LAWRENCE HOLZMAN, as Trustee, etc., Respondent, v. RICARDO de ESCAMILLA et al., Defendants; JAMES L. RUSSELL et al., Appellants.

COUNSEL

Arthur F. H. Wright for Appellants.

Edgar A. McNulty for Respondent. [86 Cal. App. 2d 859]

OPINION

MARKS, J.

This is an appeal by James L. Russell and H. W. Andrews from a judgment decreeing they were general partners in Hacienda Farms Limited, a limited partnership, from February 27 to December 1, 1943, and as such were liable as general partners to the creditors of the partnership.

Early in 1943, Hacienda Farms Limited was organized as a limited partnership (Civ. Code, ยงยง 2477 et seq.), with Ricardo de Escamilla as the general partner and James L. Russell and H. W. Andrews as limited partners.

The partnership went into bankruptcy in December, 1943, and Lawrence Holzman was appointed and qualified as trustee of the estate of the bankrupt. On November 13, 1944, he brought this action for the purpose of determining that Russell and Andrews, by taking part in the control of the partnership business, had become liable as general partners to the creditors of the partnership. The trial court found in favor of the plaintiff on this issue and rendered judgment to the effect that the three defendants were liable as general partners.
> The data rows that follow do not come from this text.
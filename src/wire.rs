//! Wire format for service requests and responses.
//!
//! Every message starts with a fixed-size header, little-endian, followed
//! by an optional variable-length payload whose length is carried in the
//! header.
//!
//! ```text
//! Request:                           Response:
//! +----------------+---------------+ +-------------------------------+
//! | opcode (u16)   | op fields ... | | status (u32)  | op fields ... |
//! +----------------+---------------+ +-------------------------------+
//! | payload ...                    | | payload ...                   |
//! +--------------------------------+ +-------------------------------+
//! ```

use crate::error::{Result, ServiceError};
use bytes::{BufMut, Bytes, BytesMut};
use nom::{
    IResult,
    combinator::map_res,
    number::complete::{le_u16, le_u32},
};

#[derive(Debug, Clone, Copy, PartialEq, Eq, Hash)]
#[repr(u16)]
pub enum Opcode {
    Ping = 1,
    GetServerId = 2,
    GetServerConfig = 3,
    UpdateServerList = 4,
}

impl TryFrom<u16> for Opcode {
    type Error = u16;

    fn try_from(value: u16) -> std::result::Result<Self, Self::Error> {
        match value {
            1 => Ok(Opcode::Ping),
            2 => Ok(Opcode::GetServerId),
            3 => Ok(Opcode::GetServerConfig),
            4 => Ok(Opcode::UpdateServerList),
            _ => Err(value),
        }
    }
}

#[derive(Debug, Clone, Copy, Default, PartialEq, Eq)]
#[repr(u32)]
pub enum Status {
    #[default]
    Ok = 0,
    UnimplementedRequest = 1,
    MessageTooShort = 2,
    RequestFormatError = 3,
    InternalError = 4,
}

impl TryFrom<u32> for Status {
    type Error = u32;

    fn try_from(value: u32) -> std::result::Result<Self, Self::Error> {
        match value {
            0 => Ok(Status::Ok),
            1 => Ok(Status::UnimplementedRequest),
            2 => Ok(Status::MessageTooShort),
            3 => Ok(Status::RequestFormatError),
            4 => Ok(Status::InternalError),
            _ => Err(value),
        }
    }
}

/// A fixed-size message header.
pub trait WireHeader: Sized + std::fmt::Debug {
    const SIZE: usize;

    fn parse(input: &[u8]) -> IResult<&[u8], Self>;

    fn write<B: BufMut>(&self, out: &mut B);

    /// Decodes the header at the start of `input`.
    fn decode(input: &[u8]) -> Result<Self> {
        if input.len() < Self::SIZE {
            return Err(ServiceError::MessageTooShort {
                needed: Self::SIZE,
                available: input.len(),
            });
        }
        Self::parse(input)
            .map(|(_, header)| header)
            .map_err(|e| ServiceError::MalformedPayload(e.to_string()))
    }
}

/// Describes one operation: its opcode and its request/response headers.
pub trait RpcOp {
    const OPCODE: Opcode;
    type Request: WireHeader;
    type Response: WireHeader + Default;
}

#[derive(Debug, Clone, Copy, PartialEq, Eq)]
pub struct RequestCommon {
    pub opcode: u16,
}

impl RequestCommon {
    pub fn new(opcode: Opcode) -> Self {
        Self {
            opcode: opcode as u16,
        }
    }
}

impl WireHeader for RequestCommon {
    const SIZE: usize = 2;

    fn parse(input: &[u8]) -> IResult<&[u8], Self> {
        let (input, opcode) = le_u16(input)?;
        Ok((input, Self { opcode }))
    }

    fn write<B: BufMut>(&self, out: &mut B) {
        out.put_u16_le(self.opcode);
    }
}

#[derive(Debug, Clone, Copy, Default, PartialEq, Eq)]
pub struct ResponseCommon {
    pub status: Status,
}

fn parse_status(input: &[u8]) -> IResult<&[u8], Status> {
    map_res(le_u32, Status::try_from)(input)
}

impl WireHeader for ResponseCommon {
    const SIZE: usize = 4;

    fn parse(input: &[u8]) -> IResult<&[u8], Self> {
        let (input, status) = parse_status(input)?;
        Ok((input, Self { status }))
    }

    fn write<B: BufMut>(&self, out: &mut B) {
        out.put_u32_le(self.status as u32);
    }
}

pub struct GetServerConfig;

impl RpcOp for GetServerConfig {
    const OPCODE: Opcode = Opcode::GetServerConfig;
    type Request = GetServerConfigRequest;
    type Response = GetServerConfigResponse;
}

#[derive(Debug, Clone, Copy, PartialEq, Eq)]
pub struct GetServerConfigRequest {
    pub common: RequestCommon,
}

impl Default for GetServerConfigRequest {
    fn default() -> Self {
        Self {
            common: RequestCommon::new(Opcode::GetServerConfig),
        }
    }
}

impl WireHeader for GetServerConfigRequest {
    const SIZE: usize = RequestCommon::SIZE;

    fn parse(input: &[u8]) -> IResult<&[u8], Self> {
        let (input, common) = RequestCommon::parse(input)?;
        Ok((input, Self { common }))
    }

    fn write<B: BufMut>(&self, out: &mut B) {
        self.common.write(out);
    }
}

#[derive(Debug, Clone, Copy, Default, PartialEq, Eq)]
pub struct GetServerConfigResponse {
    pub common: ResponseCommon,
    pub server_config_length: u32,
}

impl WireHeader for GetServerConfigResponse {
    const SIZE: usize = ResponseCommon::SIZE + 4;

    fn parse(input: &[u8]) -> IResult<&[u8], Self> {
        let (input, common) = ResponseCommon::parse(input)?;
        let (input, server_config_length) = le_u32(input)?;
        Ok((
            input,
            Self {
                common,
                server_config_length,
            },
        ))
    }

    fn write<B: BufMut>(&self, out: &mut B) {
        self.common.write(out);
        out.put_u32_le(self.server_config_length);
    }
}

pub struct UpdateServerList;

impl RpcOp for UpdateServerList {
    const OPCODE: Opcode = Opcode::UpdateServerList;
    type Request = UpdateServerListRequest;
    type Response = UpdateServerListResponse;
}

#[derive(Debug, Clone, Copy, PartialEq, Eq)]
pub struct UpdateServerListRequest {
    pub common: RequestCommon,
    pub server_list_length: u32,
}

impl UpdateServerListRequest {
    pub fn new(server_list_length: u32) -> Self {
        Self {
            common: RequestCommon::new(Opcode::UpdateServerList),
            server_list_length,
        }
    }
}

impl WireHeader for UpdateServerListRequest {
    const SIZE: usize = RequestCommon::SIZE + 4;

    fn parse(input: &[u8]) -> IResult<&[u8], Self> {
        let (input, common) = RequestCommon::parse(input)?;
        let (input, server_list_length) = le_u32(input)?;
        Ok((
            input,
            Self {
                common,
                server_list_length,
            },
        ))
    }

    fn write<B: BufMut>(&self, out: &mut B) {
        self.common.write(out);
        out.put_u32_le(self.server_list_length);
    }
}

#[derive(Debug, Clone, Copy, Default, PartialEq, Eq)]
pub struct UpdateServerListResponse {
    pub common: ResponseCommon,
}

impl WireHeader for UpdateServerListResponse {
    const SIZE: usize = ResponseCommon::SIZE;

    fn parse(input: &[u8]) -> IResult<&[u8], Self> {
        let (input, common) = ResponseCommon::parse(input)?;
        Ok((input, Self { common }))
    }

    fn write<B: BufMut>(&self, out: &mut B) {
        self.common.write(out);
    }
}

/// Builds a request message: header followed by `payload`.
pub fn encode_request<H: WireHeader>(header: &H, payload: &[u8]) -> Bytes {
    let mut buf = BytesMut::with_capacity(H::SIZE + payload.len());
    header.write(&mut buf);
    buf.put_slice(payload);
    buf.freeze()
}

/// Splits a reply into its typed header and trailing payload.
///
/// A non-OK status is returned as [`ServiceError::Remote`]; error replies
/// only carry a [`ResponseCommon`], so the status is checked before the
/// full header is decoded.
pub fn decode_response<W: RpcOp>(
    reply: &[u8],
) -> Result<(W::Response, &[u8])> {
    let common = ResponseCommon::decode(reply)?;
    if common.status != Status::Ok {
        return Err(ServiceError::Remote(common.status));
    }
    let header = <W::Response as WireHeader>::decode(reply)?;
    Ok((header, &reply[<W::Response as WireHeader>::SIZE..]))
}
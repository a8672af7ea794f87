pub mod client;
pub mod codec;
pub mod config;
pub mod error;
pub mod logger;
pub mod membership;
pub mod rpc;
pub mod server;
pub mod server_id;
pub mod server_list;
pub mod service;
pub mod testlog;
pub mod trace;
pub mod wire;
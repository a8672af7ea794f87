use serde::{Deserialize, Serialize};

#[derive(Debug, Clone, Copy, PartialEq, Eq, Hash, Serialize, Deserialize)]
#[serde(rename_all = "snake_case")]
pub enum ServiceType {
    Master,
    Backup,
    Membership,
    Ping,
}

#[derive(Debug, Clone, PartialEq, Serialize, Deserialize)]
pub struct MasterConfig {
    pub log_bytes: u64,
    pub hash_table_bytes: u64,
    pub disable_log_cleaner: bool,
}

impl Default for MasterConfig {
    fn default() -> Self {
        Self {
            log_bytes: 512 * 1024 * 1024,
            hash_table_bytes: 64 * 1024 * 1024,
            disable_log_cleaner: false,
        }
    }
}

#[derive(Debug, Clone, PartialEq, Serialize, Deserialize)]
pub struct BackupConfig {
    pub in_memory: bool,
    pub num_segment_frames: u32,
    pub file: Option<std::path::PathBuf>,
}

impl Default for BackupConfig {
    fn default() -> Self {
        Self {
            in_memory: false,
            num_segment_frames: 512,
            file: None,
        }
    }
}

/// Configuration snapshot of this server process.
///
/// Built once at startup and shared read-only; `GetServerConfig` hands a
/// serialized copy to whoever asks.
#[derive(Debug, Clone, PartialEq, Serialize, Deserialize)]
pub struct ServerConfig {
    pub cluster_name: String,
    pub coordinator_locator: String,
    pub local_locator: String,
    pub services: Vec<ServiceType>,
    pub segment_size: u32,
    pub master: MasterConfig,
    pub backup: BackupConfig,
}

impl Default for ServerConfig {
    fn default() -> Self {
        Self {
            cluster_name: "__unnamed__".to_string(),
            coordinator_locator: "tcp:host=127.0.0.1,port=12246".to_string(),
            local_locator: "tcp:host=127.0.0.1,port=12247".to_string(),
            services: vec![ServiceType::Membership, ServiceType::Ping],
            segment_size: 8 * 1024 * 1024,
            master: MasterConfig::default(),
            backup: BackupConfig::default(),
        }
    }
}

impl ServerConfig {
    pub fn has_service(&self, service: ServiceType) -> bool {
        self.services.contains(&service)
    }
}
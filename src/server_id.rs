use serde::{Deserialize, Serialize};
use std::fmt;

/// Cluster-unique identity of a server process.
///
/// The index names a slot in the server list; the generation distinguishes
/// successive occupants of that slot. On the wire both are packed into a
/// single `u64` with the generation in the high half.
#[derive(Debug, Clone, Copy, PartialEq, Eq, Hash, Serialize, Deserialize)]
#[serde(from = "u64", into = "u64")]
pub struct ServerId {
    index: u32,
    generation: u32,
}

impl ServerId {
    pub const INVALID: ServerId = ServerId {
        index: u32::MAX,
        generation: u32::MAX,
    };

    pub fn new(index: u32, generation: u32) -> Self {
        Self { index, generation }
    }

    pub fn index(&self) -> u32 {
        self.index
    }

    pub fn generation(&self) -> u32 {
        self.generation
    }

    pub fn is_valid(&self) -> bool {
        *self != Self::INVALID
    }

    pub fn as_u64(&self) -> u64 {
        (u64::from(self.generation) << 32) | u64::from(self.index)
    }
}

impl Default for ServerId {
    fn default() -> Self {
        Self::INVALID
    }
}

impl From<u64> for ServerId {
    fn from(id: u64) -> Self {
        Self {
            index: id as u32,
            generation: (id >> 32) as u32,
        }
    }
}

impl From<ServerId> for u64 {
    fn from(id: ServerId) -> Self {
        id.as_u64()
    }
}

impl fmt::Display for ServerId {
    fn fmt(&self, f: &mut fmt::Formatter<'_>) -> fmt::Result {
        write!(f, "{}.{}", self.index, self.generation)
    }
}

#[cfg(test)]
mod tests {
    use super::*;

    #[test]
    fn test_pack_and_unpack() {
        let id = ServerId::new(3, 7);
        assert_eq!(id.as_u64(), (7u64 << 32) | 3);
        assert_eq!(ServerId::from(id.as_u64()), id);
    }

    #[test]
    fn test_display() {
        assert_eq!(ServerId::new(12, 1).to_string(), "12.1");
    }

    #[test]
    fn test_default_is_invalid() {
        assert!(!ServerId::default().is_valid());
        assert!(ServerId::new(0, 0).is_valid());
    }

    #[test]
    fn test_serializes_as_integer() -> anyhow::Result<()> {
        let json = serde_json::to_string(&ServerId::new(1, 2))?;
        assert_eq!(json, ((2u64 << 32) | 1).to_string());

        let back: ServerId = serde_json::from_str(&json)?;
        assert_eq!(back, ServerId::new(1, 2));
        Ok(())
    }
}
use crate::config::ServiceType;
use crate::server_id::ServerId;
use serde::{Deserialize, Serialize};
use std::collections::BTreeMap;
use std::sync::Mutex;

#[derive(Debug, Clone, Copy, PartialEq, Eq, Serialize, Deserialize)]
#[serde(rename_all = "snake_case")]
pub enum ServerStatus {
    Up,
    Crashed,
    Remove,
}

#[derive(Debug, Clone, PartialEq, Serialize, Deserialize)]
pub struct ServerEntry {
    pub server_id: ServerId,
    pub service_locator: String,
    pub services: Vec<ServiceType>,
    pub status: ServerStatus,
    pub expected_read_mbytes_per_sec: u32,
    pub replication_id: u64,
}

#[derive(Debug, Clone, Copy, PartialEq, Eq, Serialize, Deserialize)]
#[serde(rename_all = "snake_case")]
pub enum ListKind {
    /// Replaces the whole list.
    Full,
    /// Applies on top of the previous version.
    Update,
}

#[derive(Debug, Clone, PartialEq, Serialize, Deserialize)]
pub struct ServerListUpdate {
    pub version: u64,
    pub kind: ListKind,
    pub servers: Vec<ServerEntry>,
}

/// The cluster membership list as seen by the membership service.
///
/// Ordering, deduplication and full-vs-incremental semantics belong to the
/// implementor; callers only hand over what they received. Implementations
/// must serialize concurrent calls themselves.
pub trait ServerListView: Send + Sync {
    /// Applies `update` and returns the list version now in effect.
    fn apply_server_list(&self, update: ServerListUpdate) -> u64;
}

#[derive(Debug, Default)]
struct ListState {
    version: u64,
    servers: BTreeMap<u32, ServerEntry>,
}

/// In-memory server list.
///
/// Full lists replace the contents when newer than the current version.
/// Incremental updates are only accepted as the direct successor of the
/// current version; anything else is dropped and the holder is expected
/// to be sent a full list.
#[derive(Debug, Default)]
pub struct MemServerList {
    state: Mutex<ListState>,
}

impl MemServerList {
    pub fn new() -> Self {
        Self::default()
    }

    fn lock(&self) -> std::sync::MutexGuard<'_, ListState> {
        self.state
            .lock()
            .unwrap_or_else(std::sync::PoisonError::into_inner)
    }

    pub fn version(&self) -> u64 {
        self.lock().version
    }

    pub fn len(&self) -> usize {
        self.lock().servers.len()
    }

    pub fn is_empty(&self) -> bool {
        self.lock().servers.is_empty()
    }

    pub fn get(&self, id: ServerId) -> Option<ServerEntry> {
        self.lock()
            .servers
            .get(&id.index())
            .filter(|entry| entry.server_id == id)
            .cloned()
    }

    pub fn is_up(&self, id: ServerId) -> bool {
        self.get(id)
            .map(|entry| entry.status == ServerStatus::Up)
            .unwrap_or(false)
    }
}

impl ServerListView for MemServerList {
    fn apply_server_list(&self, update: ServerListUpdate) -> u64 {
        let mut state = self.lock();

        match update.kind {
            ListKind::Full => {
                if update.version < state.version {
                    tracing::debug!(
                        current = state.version,
                        received = update.version,
                        "Ignoring stale full server list"
                    );
                    return state.version;
                }
                state.servers = update
                    .servers
                    .into_iter()
                    .filter(|entry| entry.status != ServerStatus::Remove)
                    .map(|entry| (entry.server_id.index(), entry))
                    .collect();
            }
            ListKind::Update => {
                if state.version.checked_add(1) != Some(update.version) {
                    tracing::warn!(
                        current = state.version,
                        received = update.version,
                        "Dropping out-of-order server list update"
                    );
                    return state.version;
                }
                for entry in update.servers {
                    let index = entry.server_id.index();
                    match entry.status {
                        ServerStatus::Remove => {
                            state.servers.remove(&index);
                        }
                        ServerStatus::Up | ServerStatus::Crashed => {
                            state.servers.insert(index, entry);
                        }
                    }
                }
            }
        }

        state.version = update.version;
        tracing::info!(
            version = state.version,
            servers = state.servers.len(),
            "Server list applied"
        );
        state.version
    }
}
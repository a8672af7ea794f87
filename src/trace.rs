use crate::logger::Logger;
use opentelemetry::trace::TracerProvider as _;
use opentelemetry_otlp::WithExportConfig;
use opentelemetry_sdk::trace::Sampler;
use tracing_subscriber::{
    EnvFilter, fmt::format::FmtSpan, prelude::*, reload,
};

const DEFAULT_DIRECTIVES: &str = "info";

/// Installs the global subscriber: a reloadable `EnvFilter` (from
/// `RUST_LOG`, defaulting to `info`), a stderr formatter, and an
/// OpenTelemetry layer that exports over OTLP when
/// `OTEL_EXPORTER_OTLP_ENDPOINT` is set.
///
/// The returned [`Logger`] controls the filter at runtime.
pub fn init_tracing(
    service_name: &'static str,
) -> anyhow::Result<(opentelemetry_sdk::trace::SdkTracerProvider, Logger)> {
    let otlp_endpoint = std::env::var("OTEL_EXPORTER_OTLP_ENDPOINT")
        .ok()
        .filter(|s| !s.is_empty());

    let sampling_ratio = std::env::var("OTEL_TRACES_SAMPLER_RATE")
        .ok()
        .and_then(|s| s.parse::<f64>().ok())
        .unwrap_or(1.0);

    // Follow the parent's sampling decision when there is one.
    let sampler = Sampler::ParentBased(Box::new(Sampler::TraceIdRatioBased(
        sampling_ratio,
    )));
    let resource = opentelemetry_sdk::Resource::builder()
        .with_service_name(service_name)
        .build();

    let mut builder = opentelemetry_sdk::trace::SdkTracerProvider::builder()
        .with_sampler(sampler)
        .with_resource(resource);
    if let Some(endpoint) = otlp_endpoint {
        let exporter = opentelemetry_otlp::SpanExporter::builder()
            .with_tonic()
            .with_endpoint(&endpoint)
            .build()?;
        builder = builder.with_batch_exporter(exporter);
    }
    let tracer_provider = builder.build();

    opentelemetry::global::set_tracer_provider(tracer_provider.clone());
    let tracer = tracer_provider.tracer(service_name);

    let requested = std::env::var(EnvFilter::DEFAULT_ENV)
        .ok()
        .filter(|s| !s.is_empty())
        .unwrap_or_else(|| DEFAULT_DIRECTIVES.to_string());
    let (directives, filter) = match EnvFilter::try_new(&requested) {
        Ok(filter) => (requested, filter),
        Err(_) => (
            DEFAULT_DIRECTIVES.to_string(),
            EnvFilter::new(DEFAULT_DIRECTIVES),
        ),
    };
    let (filter, handle) = reload::Layer::new(filter);

    tracing_subscriber::registry()
        .with(filter)
        .with(
            tracing_subscriber::fmt::layer()
                .with_writer(std::io::stderr)
                .with_span_events(FmtSpan::NEW | FmtSpan::CLOSE),
        )
        .with(tracing_opentelemetry::layer().with_tracer(tracer))
        .try_init()?;

    let logger = Logger::with_reload_handle(directives, handle)?;
    Ok((tracer_provider, logger))
}

#[cfg(test)]
mod tests {
    use super::*;
    use opentelemetry::propagation::TextMapPropagator as _;

    // Installs the global subscriber, so this is the only test that calls
    // init_tracing.
    #[test]
    fn test_init_tracing_without_propagation() -> anyhow::Result<()> {
        let (_provider, logger) = init_tracing("memberd-test")?;

        let fields = opentelemetry::global::get_text_map_propagator(
            |propagator| propagator.fields().count(),
        );
        assert_eq!(fields, 0);
        assert!(!logger.directives().is_empty());
        Ok(())
    }
}
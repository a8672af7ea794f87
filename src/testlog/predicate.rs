/// Decides whether entries recorded by a function are kept.
pub trait Predicate: Send + Sync {
    fn accepts(&self, function: &str) -> bool;
}

impl<F> Predicate for F
where
    F: Fn(&str) -> bool + Send + Sync,
{
    fn accepts(&self, function: &str) -> bool {
        self(function)
    }
}

pub struct And<A, B>(A, B);

impl<A: Predicate, B: Predicate> Predicate for And<A, B> {
    fn accepts(&self, function: &str) -> bool {
        self.0.accepts(function) && self.1.accepts(function)
    }
}

pub struct Or<A, B>(A, B);

impl<A: Predicate, B: Predicate> Predicate for Or<A, B> {
    fn accepts(&self, function: &str) -> bool {
        self.0.accepts(function) || self.1.accepts(function)
    }
}

pub struct Not<A>(A);

impl<A: Predicate> Predicate for Not<A> {
    fn accepts(&self, function: &str) -> bool {
        !self.0.accepts(function)
    }
}

pub trait PredicateExt: Predicate + Sized {
    fn and<P: Predicate>(self, other: P) -> And<Self, P> {
        And(self, other)
    }

    fn or<P: Predicate>(self, other: P) -> Or<Self, P> {
        Or(self, other)
    }

    fn not(self) -> Not<Self> {
        Not(self)
    }
}

impl<P: Predicate> PredicateExt for P {}

/// Accepts exactly the listed function names.
#[derive(Debug, Clone)]
pub struct Only(Vec<String>);

impl Predicate for Only {
    fn accepts(&self, function: &str) -> bool {
        self.0.iter().any(|name| name == function)
    }
}

pub fn only<I, N>(names: I) -> Only
where
    I: IntoIterator<Item = N>,
    N: Into<String>,
{
    Only(names.into_iter().map(Into::into).collect())
}

/// Accepts everything except the listed function names.
pub fn except<I, N>(names: I) -> Not<Only>
where
    I: IntoIterator<Item = N>,
    N: Into<String>,
{
    only(names).not()
}
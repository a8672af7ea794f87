use crate::error::{Result, ServiceError};
use crate::service::{Service, handle_rpc};
use crate::wire::{Opcode, RequestCommon, WireHeader};
use bytes::{Bytes, BytesMut};
use std::sync::Arc;

/// One request being served: the bytes that arrived and the reply being
/// assembled for them.
#[derive(Debug)]
pub struct Rpc {
    pub request_payload: Bytes,
    pub reply_payload: BytesMut,
}

impl Rpc {
    pub fn new(request: impl Into<Bytes>) -> Self {
        Self {
            request_payload: request.into(),
            reply_payload: BytesMut::new(),
        }
    }

    /// The opcode exactly as it appears on the wire.
    pub fn raw_opcode(&self) -> Result<u16> {
        RequestCommon::decode(&self.request_payload).map(|common| common.opcode)
    }

    /// Unknown opcodes are reported as [`ServiceError::UnimplementedRequest`].
    pub fn opcode(&self) -> Result<Opcode> {
        let raw = self.raw_opcode()?;
        Opcode::try_from(raw)
            .map_err(|opcode| ServiceError::UnimplementedRequest { opcode })
    }

    pub fn into_reply(self) -> Bytes {
        self.reply_payload.freeze()
    }
}

#[tarpc::service]
pub trait ServiceRpc {
    /// Carries one encoded request and returns the encoded reply.
    async fn invoke(request: Vec<u8>) -> Vec<u8>;
}

/// Trait for sending encoded requests to a service.
/// This is dyn-compatible, unlike the tarpc-generated ServiceRpc trait.
#[async_trait::async_trait]
pub trait RpcTransport: Send + Sync {
    async fn invoke(&self, request: Bytes) -> anyhow::Result<Bytes>;
}

#[async_trait::async_trait]
impl RpcTransport for ServiceRpcClient {
    async fn invoke(&self, request: Bytes) -> anyhow::Result<Bytes> {
        let reply = self
            .clone()
            .invoke(tarpc::context::current(), request.to_vec())
            .await?;
        Ok(Bytes::from(reply))
    }
}

/// Delivers requests straight to a service in this process.
#[derive(Clone)]
pub struct LocalTransport {
    service: Arc<dyn Service>,
}

impl LocalTransport {
    pub fn new(service: Arc<dyn Service>) -> Self {
        Self { service }
    }
}

#[async_trait::async_trait]
impl RpcTransport for LocalTransport {
    async fn invoke(&self, request: Bytes) -> anyhow::Result<Bytes> {
        let mut rpc = Rpc::new(request);
        handle_rpc(self.service.as_ref(), &mut rpc);
        Ok(rpc.into_reply())
    }
}

#[cfg(test)]
mod tests {
    use super::*;
    use crate::wire::{UpdateServerListRequest, encode_request};

    #[test]
    fn test_opcode_from_request() -> anyhow::Result<()> {
        let rpc = Rpc::new(encode_request(&UpdateServerListRequest::new(0), &[]));
        assert_eq!(rpc.opcode()?, Opcode::UpdateServerList);
        Ok(())
    }

    #[test]
    fn test_unknown_opcode_is_unimplemented() {
        let rpc = Rpc::new(vec![0xff, 0x00]);
        assert!(matches!(
            rpc.opcode(),
            Err(ServiceError::UnimplementedRequest { opcode: 0xff })
        ));
    }

    #[test]
    fn test_empty_request() {
        let rpc = Rpc::new(Bytes::new());
        assert!(matches!(
            rpc.raw_opcode(),
            Err(ServiceError::MessageTooShort {
                needed: 2,
                available: 0
            })
        ));
    }
}
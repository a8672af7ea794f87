use crate::rpc::{Rpc, ServiceRpc, ServiceRpcClient};
use crate::service::{Service, handle_rpc};
use futures::{future, prelude::*};
use std::net::SocketAddr;
use std::sync::Arc;
use tarpc::{
    client,
    server::{self, Channel},
    tokio_serde::formats::Json,
};

/// Exposes a [`Service`] over tarpc.
#[derive(Clone)]
pub struct RpcServer {
    service: Arc<dyn Service>,
}

impl RpcServer {
    pub fn new(service: Arc<dyn Service>) -> Self {
        Self { service }
    }
}

impl ServiceRpc for RpcServer {
    async fn invoke(
        self,
        _: tarpc::context::Context,
        request: Vec<u8>,
    ) -> Vec<u8> {
        let mut rpc = Rpc::new(request);
        handle_rpc(self.service.as_ref(), &mut rpc);
        rpc.into_reply().to_vec()
    }
}

async fn spawn(fut: impl Future<Output = ()> + Send + 'static) {
    tokio::spawn(fut);
}

/// Accepts connections on `addr` until the listener fails.
pub async fn serve(
    addr: SocketAddr,
    service: Arc<dyn Service>,
) -> anyhow::Result<()> {
    let mut listener =
        tarpc::serde_transport::tcp::listen(&addr, Json::default).await?;
    listener.config_mut().max_frame_length(usize::MAX);
    tracing::info!(
        addr = %listener.local_addr(),
        service = service.name(),
        "Listening"
    );

    let server = RpcServer::new(service);
    listener
        .filter_map(|r| future::ready(r.ok()))
        .map(server::BaseChannel::with_defaults)
        .map(|channel| {
            let server = server.clone();
            channel.execute(server.serve()).for_each(spawn)
        })
        .buffer_unordered(10)
        .for_each(|_| async {})
        .await;

    Ok(())
}

pub async fn connect(addr: SocketAddr) -> anyhow::Result<ServiceRpcClient> {
    let transport =
        tarpc::serde_transport::tcp::connect(addr, Json::default).await?;
    Ok(ServiceRpcClient::new(client::Config::default(), transport).spawn())
}
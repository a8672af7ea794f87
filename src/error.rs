use crate::wire::{Opcode, Status};
use thiserror::Error;

#[derive(Error, Debug)]
pub enum ServiceError {
    #[error("Unimplemented request: opcode {opcode}")]
    UnimplementedRequest { opcode: u16 },

    #[error("Message too short: need {needed} bytes, have {available}")]
    MessageTooShort { needed: usize, available: usize },

    #[error("Malformed payload: {0}")]
    MalformedPayload(String),

    #[error("Opcode {0:?} is bound more than once")]
    DuplicateBinding(Opcode),

    #[error("Internal error: {0}")]
    Internal(String),

    #[error("Remote error: {0:?}")]
    Remote(Status),
}

impl ServiceError {
    /// Status code sent back to the peer when this error ends a request.
    pub fn status(&self) -> Status {
        match self {
            ServiceError::UnimplementedRequest { .. } => {
                Status::UnimplementedRequest
            }
            ServiceError::MessageTooShort { .. } => Status::MessageTooShort,
            ServiceError::MalformedPayload(_) => Status::RequestFormatError,
            ServiceError::DuplicateBinding(_) | ServiceError::Internal(_) => {
                Status::InternalError
            }
            ServiceError::Remote(status) => *status,
        }
    }
}

pub type Result<T> = std::result::Result<T, ServiceError>;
[1] The findings supporting the judgment are so fully supported by the testimony of certain witnesses, although contradicted by Russell and Andrews, that we need mention but a small part of it. We will not mention conflicting evidence as conflicts in the evidence are settled in the trial court and not here.

De Escamilla was raising beans on farm lands near Escondido at the time the partnership was formed. The partnership continued raising vegetable and truck crops which were marketed principally through a produce concern controlled by Andrews.

The record shows the following testimony of de Escamilla:

"A. We put in some tomatoes. Q. Did you have a conversation or conversations with Mr. Andrews or Mr. Russell before planting the tomatoes? A. We always conferred and agreed as to what crops we would put in. ... Q. Who determined that it was advisable to plant watermelons? A. Mr. Andrews. ... Q. Who determined that string beans should be planted? A. All of us. There was never any planting done--except the first crop that was put into the partnership as an asset by myself, there was never any crop that was planted or contemplated in planting that wasn't thoroughly discussed and agreed upon by the three of us; particularly Andrews and myself."

De Escamilla further testified that Russell and Andrews [86 Cal. App. 2d 860] came to the farms about twice a week and consulted about the crops to be planted. He did not want to plant peppers or egg plant because, as he said, "I don't like that country for peppers or egg plant; no, sir," but he was overruled and those crops were planted. The same is true of the watermelons.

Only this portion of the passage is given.